The two court rulings this week relating to the whelming social issue of gay rights provoke fiery passions and deep conflicts. I wish it were not so, but it is, and I think I understand it. But I believe it’s best for everyone to take a few steps back and try to view the larger frame. Regardless the technical strengths and weaknesses of constitutional jurisprudence, and there are both, in the arguments made before the court as well as in the decisions and dissents of the justices, the core issue grinding these judicial proceedings is simply one of human decency and social equity.
My citizenship credentials are conservative; philosophically, politically, economically and ethically. I am Roman Catholic by birth and by informed adult choice. So I understand much of what motivates protest against gay rights. But the good Lord blessed me with a free will and a soul I have a responsibility to nurture with thoughts and deeds that my free will makes manifest. I follow no dictates except those of my conscience. This is only one issue on which I disagree with my church.

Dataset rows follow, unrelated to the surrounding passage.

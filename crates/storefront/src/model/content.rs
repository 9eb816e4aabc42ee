//! Editorial content attached to a product page.

use pulldown_cmark::{html, Options, Parser};
use serde::{Deserialize, Serialize};

/// Markdown source of a rich-text field.
#[derive(Debug, Clone, Default, PartialEq, Eq, Serialize, Deserialize)]
#[serde(transparent)]
pub struct RichText {
    pub markdown: String,
}

impl RichText {
    pub fn new(markdown: impl Into<String>) -> Self {
        Self {
            markdown: markdown.into(),
        }
    }

    pub fn is_empty(&self) -> bool {
        self.markdown.trim().is_empty()
    }

    /// Renders the markdown to HTML. Raw HTML in the source is passed through.
    pub fn to_html(&self) -> String {
        let parser = Parser::new_ext(&self.markdown, Options::ENABLE_STRIKETHROUGH);
        let mut out = String::with_capacity(self.markdown.len() * 3 / 2);
        html::push_html(&mut out, parser);
        out
    }
}

/// A document from the content repository, keyed by the product's id.
#[derive(Debug, Clone, PartialEq, Eq, Serialize, Deserialize)]
pub struct ContentDocument {
    pub unique_id: String,
    #[serde(default)]
    pub description: RichText,
}

impl ContentDocument {
    pub fn new(unique_id: impl Into<String>, description: impl Into<String>) -> Self {
        Self {
            unique_id: unique_id.into(),
            description: RichText::new(description),
        }
    }
}

#[cfg(test)]
mod tests {
    use super::*;

    #[test]
    fn test_rich_text_renders_markdown() {
        let text = RichText::new("# Mug\n\nHolds **coffee**.");
        let html = text.to_html();
        assert!(html.contains("<h1>Mug</h1>"));
        assert!(html.contains("<strong>coffee</strong>"));
    }

    #[test]
    fn test_whitespace_only_is_empty() {
        assert!(RichText::new("  \n").is_empty());
        assert!(RichText::default().is_empty());
        assert!(!RichText::new("x").is_empty());
    }
}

To assert that gay couples are somehow less capable than heterosexuals, or worse, less deserving, of sustained loving spousal relationships is prima facie wrong, not to mention mean. So, too, I think, are assertions that homosexuality is not a biological/psychological imperative. And biology incurs no dimension of morality.
I don’t pretend any expertise or special insight. My views develop from an unremarkable life of experience and observation. I fully admit I don’t understand homosexual attraction, and the thought of it can make me squeamish, but my sensibilities should have no impact on the issue. Even if I’m wrong, and instead of an organic compulsion homosexuality is a consciously chosen lifestyle, then I’m entitled to make a moral judgment, but my judgment, or yours, has no legal standing under our system of laws.
Getting back to decency and equity, marriage is an exquisitely personal contract between two people. The state has no business meddling with such a relationship, and certainly not by either requiring or forbidding marriage by anyone. But because marriage has become so complexly interfaced with bureaucracy, the state does have a role, a very simple one, and that is to accept it. All marriages, regardless the sex of the partners, should be treated by the state in exactly the same ways. That is all that decency and equity requires.
Moreover, the escalating war of belligerent rhetoric badly needs a truce. There are no categorical demons in this. Supporters and opponents of gay marriage are neither good nor bad people because of their positions. Both sides sorely need to find a way to respect the opposing view, because without that respect there can be no tolerance, and without tolerance there can be no healthy civil society. Disagreement within a pluralist society is a given, and it often serves as the engine of improvement. But demagoguery, no matter its ilk, will only destroy us. The state, on the other hand, should remain neutral and administer its marriage related functions fairly, without the prejudice to which individual citizens may be entitled.
Marriage is a vital societal lynchpin. But our American institution of marriage is in sad shape. Instead of warring, we should be joining forces to do everything possible to encourage its pursuit. And that applies most assuredly to gay couples as to anyone else.